Fig. 4. The acidic IDR peptide (¹⁵N Ac-pep_rec) dynamically interacts with CXCL12.

Superposition of (a) ¹H-¹⁵N HSQC spectra of ¹⁵N Ac-pep_rec (0.1 mM) without (black) and with (orange) CXCL12 (1:1), (b) ¹H-¹⁵C HSQC spectra of ¹⁵N/¹³C Ac-pep_rec (0.1 mM) without (black) and with (orange) CXCL12 (1:1).
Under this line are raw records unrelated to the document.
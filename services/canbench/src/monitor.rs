//! Receive monitor
//!
//! Polls the transceiver on a fixed interval and fans received frames out
//! to any number of subscribers.

use std::sync::Arc;
use std::time::Duration;

use errors::{CanError, Result};
use parking_lot::Mutex;
use signal_db::{Database, DecodedSignal};
use tokio::sync::broadcast;
use tokio::task::JoinHandle;
use tokio_util::sync::CancellationToken;
use tracing::{debug, error, info, warn};

use crate::frame::CanFrame;
use crate::session::Transceiver;

pub struct ReceiveMonitor {
    sender: broadcast::Sender<CanFrame>,
    token: CancellationToken,
    task: Mutex<Option<JoinHandle<()>>>,
}

impl ReceiveMonitor {
    /// Start polling `transceiver` every `interval`
    pub fn spawn(
        transceiver: Arc<dyn Transceiver>,
        interval: Duration,
        buffer: usize,
        token: CancellationToken,
    ) -> Result<Self> {
        if interval.is_zero() || buffer == 0 {
            return Err(CanError::config("monitor interval and buffer must be positive"));
        }
        let runtime = tokio::runtime::Handle::try_current()
            .map_err(|_| CanError::invalid_state("the receive monitor needs a Tokio runtime"))?;

        let (sender, _) = broadcast::channel(buffer);
        let task = runtime.spawn(poll_loop(transceiver, interval, sender.clone(), token.clone()));
        info!("Receive monitor started ({} ms)", interval.as_millis());

        Ok(Self {
            sender,
            token,
            task: Mutex::new(Some(task)),
        })
    }

    pub fn subscribe(&self) -> broadcast::Receiver<CanFrame> {
        self.sender.subscribe()
    }

    pub fn stop(&self) {
        self.token.cancel();
    }

    /// Stop polling and wait for the task to end
    pub async fn shutdown(&self) {
        self.token.cancel();
        let task = self.task.lock().take();
        if let Some(task) = task {
            if let Err(e) = task.await {
                warn!("Receive monitor ended abnormally: {}", e);
            }
        }
    }
}

impl Drop for ReceiveMonitor {
    fn drop(&mut self) {
        self.token.cancel();
    }
}

async fn poll_loop(
    transceiver: Arc<dyn Transceiver>,
    interval: Duration,
    sender: broadcast::Sender<CanFrame>,
    token: CancellationToken,
) {
    loop {
        if token.is_cancelled() {
            break;
        }

        let polled = {
            let transceiver = Arc::clone(&transceiver);
            tokio::task::spawn_blocking(move || transceiver.poll_receive()).await
        };
        match polled {
            Ok(Ok(frames)) => {
                for frame in frames {
                    // no subscribers is not an error
                    let _ = sender.send(frame);
                }
            },
            Ok(Err(e)) => warn!("Receive poll failed: {}", e),
            Err(e) => error!("Receive poll task panicked: {}", e),
        }

        tokio::select! {
            _ = token.cancelled() => break,
            _ = tokio::time::sleep(interval) => {},
        }
    }
    debug!("Receive monitor stopped");
}

/// Decode a received frame against the database, if its id is known
pub fn decode_frame(db: &Database, frame: &CanFrame) -> Option<Result<Vec<DecodedSignal>>> {
    db.get_message_by_id(frame.id)
        .ok()
        .map(|message| message.decode_labeled(&frame.data))
}

#[cfg(test)]
#[allow(clippy::disallowed_methods)] // Test code - unwrap is acceptable
mod tests {
    use super::*;
    use crate::driver::LoopbackDriver;
    use crate::session::TransceiverSession;
    use signal_db::{Message, Signal};

    #[tokio::test]
    async fn test_monitor_broadcasts_received_frames() {
        let driver = LoopbackDriver::new();
        let session = Arc::new(TransceiverSession::new(Box::new(driver.clone())));
        session.connect().unwrap();

        let monitor = ReceiveMonitor::spawn(
            session.clone(),
            Duration::from_millis(5),
            16,
            CancellationToken::new(),
        )
        .unwrap();
        let mut rx = monitor.subscribe();

        driver.inject(CanFrame::new_classic(0x321, vec![0xAA]).unwrap());
        let frame = tokio::time::timeout(Duration::from_secs(1), rx.recv())
            .await
            .unwrap()
            .unwrap();
        assert_eq!(frame.id, 0x321);
        assert_eq!(frame.data, vec![0xAA]);

        monitor.shutdown().await;
    }

    #[tokio::test]
    async fn test_offline_monitor_is_quiet() {
        let session = Arc::new(TransceiverSession::offline());
        let monitor =
            ReceiveMonitor::spawn(session, Duration::from_millis(5), 4, CancellationToken::new())
                .unwrap();
        let mut rx = monitor.subscribe();
        let waited = tokio::time::timeout(Duration::from_millis(30), rx.recv()).await;
        assert!(waited.is_err());
        monitor.shutdown().await;
    }

    #[test]
    fn test_decode_frame() {
        let db = Database::new(
            String::new(),
            Vec::new(),
            vec![Message::new("M", 0x100, 1)
                .with_signal(Signal::new("S", 0, 8).with_scaling(0.5, 0.0))],
        )
        .unwrap();

        let known = CanFrame::new_classic(0x100, vec![0x14]).unwrap();
        let decoded = decode_frame(&db, &known).unwrap().unwrap();
        assert_eq!(decoded[0].value, 10.0);

        let unknown = CanFrame::new_classic(0x101, vec![0x14]).unwrap();
        assert!(decode_frame(&db, &unknown).is_none());

        let short = CanFrame::new_classic(0x100, vec![]).unwrap();
        assert!(decode_frame(&db, &short).unwrap().is_err());
    }
}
Bar graphs showing (c) chemical shift perturbation (CSPs) and (d) peak intensity ratios (I/I₀) of ¹⁵N Ac-pep_rec (0.1 mM) upon addition of CXCL12 (1:1). e Peak intensity ratios of heteronuclear NOE with and without proton saturation (I_sat/I_ref), error bars were calculated by error propagation from the standard deviation (SD) of the average value of the noise in the saturated $⟨I_{noise,sat}⟩$ and non saturated reference $⟨I_{noise,ref}⟩$ spectra. f Ratios of R₂ and R₁ relaxation rates of ¹⁵N Ac-pep_rec (0.1 mM) without (black) and with CXCL12 (1:1) (orange). Data of one representative experiment performed on n = 2 biologically independent samples are presented as mean values +/− SD. Error bars are derived from relaxation data as described in methods. Amide resonances were not sequence specifically assigned and peaks were attributed arbitrary numbers. Source data are provided as a Source Data file.